Phys Rev E ; 107(6-1): 064144, 2023 Jun.
Artículo en Inglés | MEDLINE | ID: mdl-37464668

RESUMEN

We study the stochastic spatial Lotka-Volterra model for predator-prey interaction subject to a periodically varying carrying capacity. The Lotka-Volterra model with on-site lattice occupation restrictions (i.e., finite local carrying capacity) that represent finite food resources for the prey population exhibits a continuous active-to-absorbing phase transition. The active phase is sustained by the existence of spatiotemporal patterns in the form of pursuit and evasion waves. Monte Carlo simulations on a two-dimensional lattice are utilized to investigate the effect of seasonal variations of the environment on species coexistence. The results of our simulations are also compared to a mean-field analysis in order to specifically delineate the impact of stochastic fluctuations and spatial correlations. We find that the parameter region of predator and prey coexistence is enlarged relative to the stationary situation when the carrying capacity varies periodically. The (quasi-)stationary regime of our periodically varying Lotka-Volterra predator-prey system shows qualitative agreement between the stochastic model and the mean-field approximation. However, under periodic carrying capacity-switching environments, the mean-field rate equations predict period-doubling scenarios that are washed out by internal reaction noise in the stochastic lattice model. Utilizing visual representations of the lattice simulations and dynamical correlation functions, we study how the pursuit and evasion waves are affected by ensuing resonance effects.

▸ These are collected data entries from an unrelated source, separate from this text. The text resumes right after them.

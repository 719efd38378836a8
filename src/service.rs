use std::fmt;
use std::future::Future;
use std::net::SocketAddr;
use std::sync::Arc;

use tokio::net::TcpListener;
use tokio::sync::watch;
use tokio_util::sync::CancellationToken;
use tracing::info;

use crate::activation::{single_listener, ListenerSource};
use crate::config::{Config, Destination};
use crate::error::Result;
use crate::group::{Policy, TaskGroup};
use crate::proxy::acceptor;

#[derive(Debug, Clone, Copy, PartialEq, Eq)]
pub enum ServiceState {
    Starting,
    Running,
    Draining,
    Stopped,
}

impl fmt::Display for ServiceState {
    fn fmt(&self, f: &mut fmt::Formatter<'_>) -> fmt::Result {
        f.write_str(match self {
            ServiceState::Starting => "starting",
            ServiceState::Running => "running",
            ServiceState::Draining => "draining",
            ServiceState::Stopped => "stopped",
        })
    }
}

/// Owns the listening socket and everything relayed through it.
pub struct Service {
    destination: Arc<Destination>,
    listener: TcpListener,
    state: Arc<watch::Sender<ServiceState>>,
}

impl Service {
    /// Take the listening socket from `source`. Fails with a configuration
    /// error unless exactly one socket is provided.
    ///
    /// Must be called from within a tokio runtime.
    pub fn start<S>(config: &Config, source: &mut S) -> Result<Self>
    where
        S: ListenerSource + ?Sized,
    {
        let (state, _) = watch::channel(ServiceState::Starting);
        info!(destination = %config.destination, "relay starting");

        let listener = single_listener(source)?;

        Ok(Self {
            destination: Arc::new(config.destination.clone()),
            listener,
            state: Arc::new(state),
        })
    }

    pub fn local_addr(&self) -> Result<SocketAddr> {
        Ok(self.listener.local_addr()?)
    }

    pub fn state(&self) -> watch::Receiver<ServiceState> {
        self.state.subscribe()
    }

    /// Relay connections until `shutdown` resolves or accepting fails.
    ///
    /// On shutdown the listener is closed and every open bridge is cancelled;
    /// this returns once all of them have closed their streams. The result is
    /// an error only if accepting failed for a reason other than shutdown.
    pub async fn run<F>(self, shutdown: F) -> Result<()>
    where
        F: Future<Output = ()> + Send + 'static,
    {
        let Service {
            destination,
            listener,
            state,
        } = self;

        let root = CancellationToken::new();
        let group = TaskGroup::new(&root);

        transition(&state, ServiceState::Running);

        let connections = group.clone();
        group.spawn("accept loop", Policy::CancelOnExit, move |_| {
            acceptor::run(listener, destination, connections)
        });

        let watcher_state = Arc::clone(&state);
        group.spawn("shutdown watcher", Policy::CancelOnExit, move |token| async move {
            tokio::select! {
                _ = shutdown => info!("shutdown signal received, stopping..."),
                _ = token.cancelled() => {}
            }
            transition(&watcher_state, ServiceState::Draining);
            Ok(())
        });

        let result = group.wait().await.into_result();
        transition(&state, ServiceState::Stopped);
        result
    }
}

fn transition(state: &watch::Sender<ServiceState>, next: ServiceState) {
    let prev = state.send_replace(next);
    if prev != next {
        info!(from = %prev, to = %next, "service state changed");
    }
}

Correlation function measurements indicate a time delay in the response of the system to sudden changes in the environment. Resonance features are observed in our simulations that cause prolonged persistent spatial correlations. Different effective static environments are explored in the extreme limits of fast and slow periodic switching. The analysis of the mean-field equations in the fast-switching regime enables a semiquantitative description of the (quasi-)stationary state.